Cefn Meiriadog (sometimes Cefnmeriadog) is a rural community in Denbighshire, Wales, just south-west of the city of St Asaph. The boundary of the community on three sides is the river Elwy, which here forms the county boundary with Conwy County Borough. Arguably the largest settlement in the community is the hamlet of Bontnewydd. Also in the community are the hamlets of Groesffordd Marli where Ysgol Cefn Meiriadog is situated, and Cefn.

The community is named for a small ridge of the same name (cefn in Welsh means "ridge"). It is said that the place was named for St Meiriadog, a 4th or 5th century Breton saint. Cefn Caves are nearby, where human and early Neanderthal remains dating back 250,000 years have been discovered. Visitors to the site have included Charles Darwin, in 1831. The site is known as Bontnewydd Palaeolithic site.

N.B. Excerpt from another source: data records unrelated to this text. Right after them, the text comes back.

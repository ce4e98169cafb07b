//! UI primitives for the ERP CLI.
//!
//! - **Context**: environment detection (TTY, width, color, unicode)
//! - **Mode**: output mode resolution (json, plain, pretty)
//! - **Theme**: badges and styling
//! - **Render**: tables, headers, key/value lines, hints, errors
//! - **Format**: money and text helpers

mod context;
pub mod format;
mod mode;
pub mod render;
pub mod theme;

pub use context::UiContext;
pub use mode::{validate_format, OutputMode};
pub use theme::Badge;

pub use render::{badge, header, hint, kv, print_error, print_json, table, Column};

pub use format::{brl, signed_brl, truncate};
//! Change notification between stores that share a storage key.
//!
//! A store opened with a [`ChangeBus`] publishes one [`ChangeEvent`] after
//! every successful write. Other stores of the same key pick those events up
//! the next time they call `sync()`. Delivery is in-process only.

use std::sync::mpsc::{self, Receiver, Sender};
use std::sync::{Arc, Mutex};

/// A write notification.
#[derive(Debug, Clone, PartialEq, Eq)]
pub struct ChangeEvent {
    /// Storage key that was written.
    pub key: String,
    /// Instance id of the store that wrote it.
    pub source: String,
}

struct Subscriber {
    key: String,
    tx: Sender<ChangeEvent>,
}

/// Publish/subscribe hub keyed by storage key. Clones share subscribers.
#[derive(Clone, Default)]
pub struct ChangeBus {
    subscribers: Arc<Mutex<Vec<Subscriber>>>,
}

impl ChangeBus {
    pub fn new() -> Self {
        Self::default()
    }

    /// Receive every event published for `key` from now on.
    pub fn subscribe(&self, key: &str) -> Receiver<ChangeEvent> {
        let (tx, rx) = mpsc::channel();
        if let Ok(mut subscribers) = self.subscribers.lock() {
            subscribers.push(Subscriber {
                key: key.to_string(),
                tx,
            });
        }
        rx
    }

    /// Deliver `event` to every live subscriber of its key.
    ///
    /// Subscribers whose receiver was dropped are pruned.
    pub fn publish(&self, event: ChangeEvent) {
        let Ok(mut subscribers) = self.subscribers.lock() else {
            tracing::warn!(key = %event.key, "change bus poisoned, event dropped");
            return;
        };
        subscribers.retain(|sub| sub.key != event.key || sub.tx.send(event.clone()).is_ok());
    }

    /// Number of live subscriptions, across all keys.
    pub fn subscriber_count(&self) -> usize {
        self.subscribers.lock().map(|s| s.len()).unwrap_or(0)
    }
}

#[cfg(test)]
mod tests {
    use super::*;

    fn event(key: &str, source: &str) -> ChangeEvent {
        ChangeEvent {
            key: key.to_string(),
            source: source.to_string(),
        }
    }

    #[test]
    fn test_events_routed_by_key() {
        let bus = ChangeBus::new();
        let sales = bus.subscribe("erp.sales");
        let users = bus.subscribe("erp.usuarios");

        bus.publish(event("erp.sales", "a"));

        assert_eq!(sales.try_recv().unwrap(), event("erp.sales", "a"));
        assert!(users.try_recv().is_err());
    }

    #[test]
    fn test_dropped_receivers_are_pruned() {
        let bus = ChangeBus::new();
        let kept = bus.subscribe("erp.sales");
        drop(bus.subscribe("erp.sales"));
        assert_eq!(bus.subscriber_count(), 2);

        bus.publish(event("erp.sales", "a"));
        assert_eq!(bus.subscriber_count(), 1);
        assert!(kept.try_recv().is_ok());
    }
}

There is a local spring, Ffynnon Fair ("St Mary's spring"), and it was once believed to have healing properties. The poet Siôn Tudur (1522 – 1602) lived at Plas Wigfair (GR028712) nearby.

St Mary's Church, Cefn
About 300 metres SE of the fort Bryn y Cawr ("Giant's Hill", at the SE end of the ridge) stands the small St Mary's church (Grade II listed). The stone was quarried at the site of the church; the church was opened and consecrated on 3.9.1864 by Bishop Short of St Asaph, and the new ecclesiastical parish of "Cefn" was created on 7. 2. 1865, made up of two "townships": Wigfair and Meiriadog (both in Denbighshire), previously part of St Asaph parish.

Population
In 2011 the population of Cefnmeiriadog was 389, with 30.4% able to speak Welsh.